Globally, infection is one of the leading causes of cancer, especially in the developing world where it is responsible for 1 in 5 deaths. Developing novel approaches which enable researchers to pinpoint the mechanisms by which viruses and bacteria are involved in the establishment, growth and spread of cancer is the subject of intense study in Oxford. This research is critical in informing vaccination and public health policy for better understood pathogens (e.g. HPV and cervical cancer). In addition, improving the understanding of interactions between digestive tract commensal bacteria (microbiome) and tumours is likely to have significant implications for how we prevent, detect and treat a range of cancers.

Understanding the molecular mechanisms that sense tissue damage and trigger danger signals, and how tissue inflammation is linked to various pathologies including cancer is the subject of intense study across Oxford. Alterations in tissue and cell metabolism often accompany the development of cancer, and are potential therapeutic targets, as are cancer-specific host and microbiotic metabolites – some of which can be detected by specifically by the immune system. 

By understanding more about the properties of viruses, researchers are moving closer to being able to unlock their potential as therapeutics. Vaccines not only play a role in preventing infection-driven cancers, but can also trigger immune responses that directly target cancer cells, or change the immune environment to one that favours the activation of inhibited effector cells. In addition, oncolytic viruses can destroy cancer cells directly by the lytic stage of their life cycle.

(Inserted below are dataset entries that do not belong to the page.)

//! Event topic0 hashes the decoder matches against. Computed once via
//! `ethers::utils::keccak256` over the canonical Solidity event signature;
//! kept as `const` so the decoder's dispatch is a plain equality check rather
//! than hashing on every log.

use ethers::types::H256;

/// `Transfer(address,address,uint256)` — the one signature shared by the
/// vault share token, every OFT, and every integration LP/vault/market
/// token this engine reads.
pub const TRANSFER: H256 = H256([
    0xdd, 0xf2, 0x52, 0xad, 0x1b, 0xe2, 0xc8, 0x9b, 0x69, 0xc2, 0xb0, 0x68, 0xfc, 0x37, 0x8d, 0xaa,
    0x95, 0x2b, 0xa7, 0xf1, 0x63, 0xc4, 0xa1, 0x16, 0x28, 0xf5, 0x5a, 0x4d, 0xf5, 0x23, 0xb3, 0xef,
]);

/// `Stake(address,uint256,uint256)` — (user, amount, roundId), emitted when a
/// deposit is queued for the next round roll.
pub const STAKE: H256 = H256([
    0x5a, 0xf4, 0x17, 0x13, 0x4f, 0x72, 0xa9, 0xd4, 0x11, 0x43, 0xac, 0xe8, 0x5b, 0x0a, 0x26, 0xdc,
    0xe6, 0xf5, 0x50, 0xf8, 0x94, 0xf2, 0xcb, 0xc1, 0xee, 0xee, 0x88, 0x10, 0x60, 0x3d, 0x91, 0xb6,
]);

/// `Unstake(address,uint256,uint256)` — (user, shares, roundId).
pub const UNSTAKE: H256 = H256([
    0xf9, 0x60, 0xdb, 0xf9, 0xe5, 0xd0, 0x68, 0x2f, 0x7a, 0x29, 0x8e, 0xd9, 0x74, 0xe3, 0x3a, 0x28,
    0xb4, 0x46, 0x49, 0x14, 0xb7, 0xa2, 0xbf, 0xac, 0x12, 0xae, 0x41, 0x9a, 0x9a, 0xfe, 0xb2, 0x80,
]);

/// `Redeem(address,uint256,uint256)` — (user, shares, roundId): pending stake
/// converted into minted shares at the next round roll.
pub const REDEEM: H256 = H256([
    0xe5, 0xb7, 0x54, 0xfb, 0x1a, 0xbb, 0x7f, 0x01, 0xb4, 0x99, 0x79, 0x1d, 0x0b, 0x82, 0x0a, 0xe3,
    0xb6, 0xaf, 0x34, 0x24, 0xac, 0x1c, 0x59, 0x76, 0x8e, 0xdb, 0x53, 0xf4, 0xec, 0x31, 0xa9, 0x29,
]);

/// `InstantUnstake(address,uint256,uint256)` — (user, shares, roundId):
/// cancels a pending (same-round) stake before it is redeemed.
pub const INSTANT_UNSTAKE: H256 = H256([
    0xd4, 0xc7, 0x73, 0x71, 0xbd, 0x95, 0x33, 0x85, 0x09, 0x5a, 0x86, 0xcd, 0x8a, 0x48, 0x5e, 0xeb,
    0xf4, 0x9b, 0x24, 0x18, 0x86, 0x65, 0xf3, 0x12, 0x4d, 0xa4, 0xf6, 0xe2, 0x50, 0x22, 0x06, 0xd7,
]);

/// `RoundRolled(uint256,uint256,uint256,uint256,uint256,int256,bool)` —
/// (round, pps, sharesMinted, wrappedMinted, wrappedBurned, yield, isYieldPositive).
pub const ROUND_ROLLED: H256 = H256([
    0x3e, 0xed, 0xe2, 0x09, 0x71, 0xb1, 0xf9, 0xf4, 0x58, 0x03, 0xb2, 0x1e, 0x54, 0x62, 0x34, 0x5e,
    0x9a, 0x5c, 0x90, 0xd5, 0x3e, 0xa6, 0x06, 0xf3, 0xe1, 0x83, 0xfc, 0xfb, 0xeb, 0x06, 0xc7, 0x84,
]);

/// `OFTSent(bytes32,uint32,address,uint256,uint256)` — (guid, dstEid,
/// fromAddress, amountSentLD, amountReceivedLD). LayerZero OFT v2 signature.
pub const OFT_SENT: H256 = H256([
    0x85, 0x49, 0x6b, 0x76, 0x0a, 0x4b, 0x7f, 0x8d, 0x66, 0x38, 0x4b, 0x9d, 0xf2, 0x1b, 0x38, 0x1f,
    0x5d, 0x1b, 0x1e, 0x79, 0xf2, 0x29, 0xa4, 0x7a, 0xaf, 0x4c, 0x23, 0x2e, 0xdc, 0x2f, 0xe5, 0x9a,
]);

/// `OFTReceived(bytes32,uint32,address,uint256)` — (guid, srcEid, toAddress,
/// amountReceivedLD).
pub const OFT_RECEIVED: H256 = H256([
    0xef, 0xed, 0x6d, 0x35, 0x00, 0x54, 0x6b, 0x29, 0x53, 0x3b, 0x12, 0x8a, 0x29, 0xe3, 0xa9, 0x4d,
    0x70, 0x78, 0x87, 0x27, 0xf0, 0x50, 0x75, 0x05, 0xac, 0x12, 0xea, 0xf2, 0xe5, 0x78, 0xfd, 0x9c,
]);

#[cfg(test)]
mod tests {
    use super::*;
    use ethers::utils::keccak256;

    fn topic0(sig: &str) -> H256 {
        H256::from(keccak256(sig.as_bytes()))
    }

    #[test]
    fn constants_match_their_signatures() {
        assert_eq!(TRANSFER, topic0("Transfer(address,address,uint256)"));
        assert_eq!(STAKE, topic0("Stake(address,uint256,uint256)"));
        assert_eq!(UNSTAKE, topic0("Unstake(address,uint256,uint256)"));
        assert_eq!(REDEEM, topic0("Redeem(address,uint256,uint256)"));
        assert_eq!(INSTANT_UNSTAKE, topic0("InstantUnstake(address,uint256,uint256)"));
        assert_eq!(
            ROUND_ROLLED,
            topic0("RoundRolled(uint256,uint256,uint256,uint256,uint256,int256,bool)")
        );
        assert_eq!(OFT_SENT, topic0("OFTSent(bytes32,uint32,address,uint256,uint256)"));
        assert_eq!(OFT_RECEIVED, topic0("OFTReceived(bytes32,uint32,address,uint256)"));
    }
}
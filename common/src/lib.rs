pub mod amount;
pub mod config;
pub mod error;
pub mod model;

pub use amount::{Amount, SignedAmount};
pub use config::Config;
pub use error::{ConfigError, OracleError, RpcError, SnapshotError, StoreError};
pub use model::*;

use ethers::types::Address;
use std::str::FromStr;

/// Static exclusion set (§3 `ExcludedAddress`): zero address and burn address are
/// always excluded regardless of config; vault contracts and integration
/// contracts are added to this at registry-construction time.
pub fn is_statically_excluded(address: Address) -> bool {
    address == Address::zero() || address == burn_address()
}

pub fn burn_address() -> Address {
    Address::from_str("0x000000000000000000000000000000000000dEaD").unwrap()
}
//! Minimal Chainlink aggregator ABI: just enough of `latestRoundData()` to
//! read a price at a specific historical block via `eth_call`.

use droplets_common::RpcError;
use droplets_chain::transport::ChainTransport;
use ethers::abi::{decode, ParamType, Token};
use ethers::types::{Address, Bytes, I256};
use ethers::utils::keccak256;

/// `answer` from `latestRoundData()`, called as of a specific historical
/// block via `eth_call`.
pub struct RoundData {
    pub answer: I256,
    pub updated_at: u64,
}

fn selector(signature: &str) -> [u8; 4] {
    let hash = keccak256(signature.as_bytes());
    [hash[0], hash[1], hash[2], hash[3]]
}

/// Calls `latestRoundData()` on `aggregator` at `block`, per §4.6 step 3.
pub async fn latest_round_data(
    transport: &dyn ChainTransport,
    aggregator: Address,
    block: u64,
) -> Result<RoundData, RpcError> {
    let data = Bytes::from(selector("latestRoundData()").to_vec());
    let output = transport.call_at_block(aggregator, data, block).await?;

    let tokens = decode(
        &[
            ParamType::Uint(80),
            ParamType::Int(256),
            ParamType::Uint(256),
            ParamType::Uint(256),
            ParamType::Uint(80),
        ],
        &output,
    )
    .map_err(|e| RpcError::Rpc {
        endpoint: format!("{aggregator:#x}"),
        code: 0,
        message: format!("latestRoundData decode failed: {e}"),
    })?;

    let answer = match &tokens[1] {
        Token::Int(v) => I256::from_raw(*v),
        _ => unreachable!("ParamType::Int always decodes to Token::Int"),
    };
    let updated_at = match &tokens[3] {
        Token::Uint(v) => v.as_u64(),
        _ => unreachable!("ParamType::Uint always decodes to Token::Uint"),
    };

    Ok(RoundData { answer, updated_at })
}

#[cfg(test)]
mod tests {
    use super::*;

    #[test]
    fn selector_matches_known_signature() {
        // keccak256("latestRoundData()")[0..4] is a well-known Chainlink selector.
        assert_eq!(selector("latestRoundData()"), [0xfe, 0xaf, 0x96, 0x8c]);
    }
}
//! C6 persistence: `CurrentBalance` (invariant: never negative) and the
//! per-round `BalanceSnapshot` rows created at each `RoundRolled`.
//!
//! The only read-modify-write sequence in the whole system lives here
//! (§5): every balance mutation takes a row lock with `select ... for update`
//! inside the caller's transaction before computing and writing the new
//! value, so concurrent tasks touching different (address, asset, chain)
//! triples never block each other and the same triple is never raced.

use crate::codec::*;
use crate::db::Db;
use droplets_common::error::StoreError;
use droplets_common::model::{BalanceSnapshot, CurrentBalance, RoundFlags};
use droplets_common::{Amount, AssetSymbol, ChainId};
use ethers::types::Address;
use sqlx::Postgres;

/// Locks the (address, asset, chain) row (inserting a zero row first if it
/// doesn't exist yet) and returns the current shares for the caller to apply
/// a delta to.
pub async fn lock_for_update(
    tx: &mut sqlx::Transaction<'_, Postgres>,
    address: Address,
    asset: AssetSymbol,
    chain_id: ChainId,
) -> Result<Amount, StoreError> {
    sqlx::query(
        "insert into current_balances (address, asset, chain_id, shares, last_update_block) \
         values ($1, $2, $3, 0, 0) on conflict (address, asset, chain_id) do nothing",
    )
    .bind(addr_to_db(&address))
    .bind(asset_to_db(asset))
    .bind(chain_id_to_db(chain_id))
    .execute(&mut **tx)
    .await?;

    let row: (String,) = sqlx::query_as(
        "select shares from current_balances where address = $1 and asset = $2 and chain_id = $3 for update",
    )
    .bind(addr_to_db(&address))
    .bind(asset_to_db(asset))
    .bind(chain_id_to_db(chain_id))
    .fetch_one(&mut **tx)
    .await?;

    amount_from_db(&row.0)
}

pub async fn write(
    tx: &mut sqlx::Transaction<'_, Postgres>,
    address: Address,
    asset: AssetSymbol,
    chain_id: ChainId,
    new_shares: Amount,
    block: u64,
) -> Result<(), StoreError> {
    sqlx::query(
        "update current_balances set shares = $1, last_update_block = $2 \
         where address = $3 and asset = $4 and chain_id = $5",
    )
    .bind(amount_to_db(&new_shares))
    .bind(block as i64)
    .bind(addr_to_db(&address))
    .bind(asset_to_db(asset))
    .bind(chain_id_to_db(chain_id))
    .execute(&mut **tx)
    .await?;
    Ok(())
}

pub async fn get(
    db: &Db,
    address: Address,
    asset: AssetSymbol,
    chain_id: ChainId,
) -> Result<Option<CurrentBalance>, StoreError> {
    let row: Option<(String,)> = sqlx::query_as(
        "select shares from current_balances where address = $1 and asset = $2 and chain_id = $3",
    )
    .bind(addr_to_db(&address))
    .bind(asset_to_db(asset))
    .bind(chain_id_to_db(chain_id))
    .fetch_optional(&db.pool)
    .await?;

    row.map(|(shares,)| {
        Ok(CurrentBalance {
            address,
            asset,
            chain_id,
            shares: amount_from_db(&shares)?,
            last_update_block: 0,
        })
    })
    .transpose()
}

/// Every address holding a positive balance in any (asset, chain), across
/// the whole engine — the base population C10 snapshots each day before
/// excluding operationally-excluded addresses. Exclusion filtering happens
/// in the caller, which has the registry's excluded-address set.
pub async fn all_addresses_with_positive_balance(db: &Db) -> Result<Vec<Address>, StoreError> {
    let rows: Vec<(String,)> =
        sqlx::query_as("select distinct address from current_balances where shares > 0")
            .fetch_all(&db.pool)
            .await?;
    rows.into_iter().map(|(a,)| addr_from_db(&a)).collect()
}

/// Every (address, chain) balance for `address` across every asset, the
/// per-address view C10 needs to total vault and OFT exposure in one place.
pub async fn for_address(db: &Db, address: Address) -> Result<Vec<CurrentBalance>, StoreError> {
    let rows: Vec<(String, i64, String)> = sqlx::query_as(
        "select asset, chain_id, shares from current_balances where address = $1 and shares > 0",
    )
    .bind(addr_to_db(&address))
    .fetch_all(&db.pool)
    .await?;

    rows.into_iter()
        .map(|(asset, chain_id, shares)| {
            Ok(CurrentBalance {
                address,
                asset: asset_from_db(&asset)?,
                chain_id: chain_id_from_db(chain_id),
                shares: amount_from_db(&shares)?,
                last_update_block: 0,
            })
        })
        .collect()
}

/// Every (address, asset=this asset, chain=E) holder with shares > 0 and not
/// excluded — the population a new `BalanceSnapshot` row is created for at
/// round-roll time (§4.5). Exclusion filtering happens in the caller, which
/// has the registry's excluded-address set.
pub async fn holders_with_positive_balance(
    db: &Db,
    asset: AssetSymbol,
    chain_id: ChainId,
) -> Result<Vec<(Address, Amount)>, StoreError> {
    let rows: Vec<(String, String)> = sqlx::query_as(
        "select address, shares from current_balances \
         where asset = $1 and chain_id = $2 and shares > 0",
    )
    .bind(asset_to_db(asset))
    .bind(chain_id_to_db(chain_id))
    .fetch_all(&db.pool)
    .await?;

    rows.into_iter()
        .map(|(addr, shares)| Ok((addr_from_db(&addr)?, amount_from_db(&shares)?)))
        .collect()
}

pub async fn insert_snapshot(
    tx: &mut sqlx::Transaction<'_, Postgres>,
    snapshot: &BalanceSnapshot,
) -> Result<(), StoreError> {
    sqlx::query(
        "insert into balance_snapshots (address, asset, round_id, shares_at_start, had_unstake_in_round, had_transfer_in_round, had_bridge_in_round) \
         values ($1, $2, $3, $4, $5, $6, $7) \
         on conflict (address, asset, round_id) do nothing",
    )
    .bind(addr_to_db(&snapshot.address))
    .bind(asset_to_db(snapshot.asset))
    .bind(snapshot.round_id as i64)
    .bind(amount_to_db(&snapshot.shares_at_start))
    .bind(snapshot.flags.had_unstake_in_round)
    .bind(snapshot.flags.had_transfer_in_round)
    .bind(snapshot.flags.had_bridge_in_round)
    .execute(&mut **tx)
    .await?;
    Ok(())
}

/// Sets one of the `had_*_in_round` flags for every open `BalanceSnapshot` row
/// matching (address, asset, round_id), as events land within the round
/// window (§4.5).
pub async fn mark_flag(
    tx: &mut sqlx::Transaction<'_, Postgres>,
    address: Address,
    asset: AssetSymbol,
    round_id: u64,
    flag: RoundFlagKind,
) -> Result<(), StoreError> {
    let column = match flag {
        RoundFlagKind::Unstake => "had_unstake_in_round",
        RoundFlagKind::Transfer => "had_transfer_in_round",
        RoundFlagKind::Bridge => "had_bridge_in_round",
    };
    let sql = format!(
        "update balance_snapshots set {column} = true where address = $1 and asset = $2 and round_id = $3"
    );
    sqlx::query(&sql)
        .bind(addr_to_db(&address))
        .bind(asset_to_db(asset))
        .bind(round_id as i64)
        .execute(&mut **tx)
        .await?;
    Ok(())
}

#[derive(Debug, Clone, Copy)]
pub enum RoundFlagKind {
    Unstake,
    Transfer,
    Bridge,
}

pub async fn flags_for_round(
    db: &Db,
    address: Address,
    asset: AssetSymbol,
    round_id: u64,
) -> Result<Option<RoundFlags>, StoreError> {
    let row: Option<(bool, bool, bool)> = sqlx::query_as(
        "select had_unstake_in_round, had_transfer_in_round, had_bridge_in_round \
         from balance_snapshots where address = $1 and asset = $2 and round_id = $3",
    )
    .bind(addr_to_db(&address))
    .bind(asset_to_db(asset))
    .bind(round_id as i64)
    .fetch_optional(&db.pool)
    .await?;

    Ok(row.map(|(u, t, b)| RoundFlags {
        had_unstake_in_round: u,
        had_transfer_in_round: t,
        had_bridge_in_round: b,
    }))
}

Reprogramming immune cells and molecules to counteract tumours that are able to evade the immune system is an approach that we are only starting to see the full potential of as a therapeutic tool. Successful reprogramming that safely and specifically targets cancer cells requires a detailed understanding of how these molecules and cells operate in the context of the tissue microenvironment in both health and disease. Research seeking to understand this will lead to new approaches and therapeutic combinations required for developing new cancer cures.

To investigate the complexity and dynamic nature of the immune system and its interactions with healthy and diseased or infected tissue, Oxford researchers are forming multidisciplinary groups that integrate multimodal big-data generating technologies, experimental biology and modelling approaches.  and platforms to experiment on and fully comprehend them. We are pioneering new approaches that lead to both better understanding of biological mechanism and to new tool to predict biological behaviour from the nanoscale to populations. 

Understanding the mechanisms by which immune receptors guide T and B-cells to eliminate pathogens is critical to understanding how cancer cells are detected and targeted for destruction, and how autoimmune disease can be propagated and organ transplants rejected. It is crucial for rational design of vaccines and receptor-based immunotherapies including monoclonal antibody and cell therapies and is central to our understanding of whether provoking specific immune responses will be a help or a hinderance in various disease settings.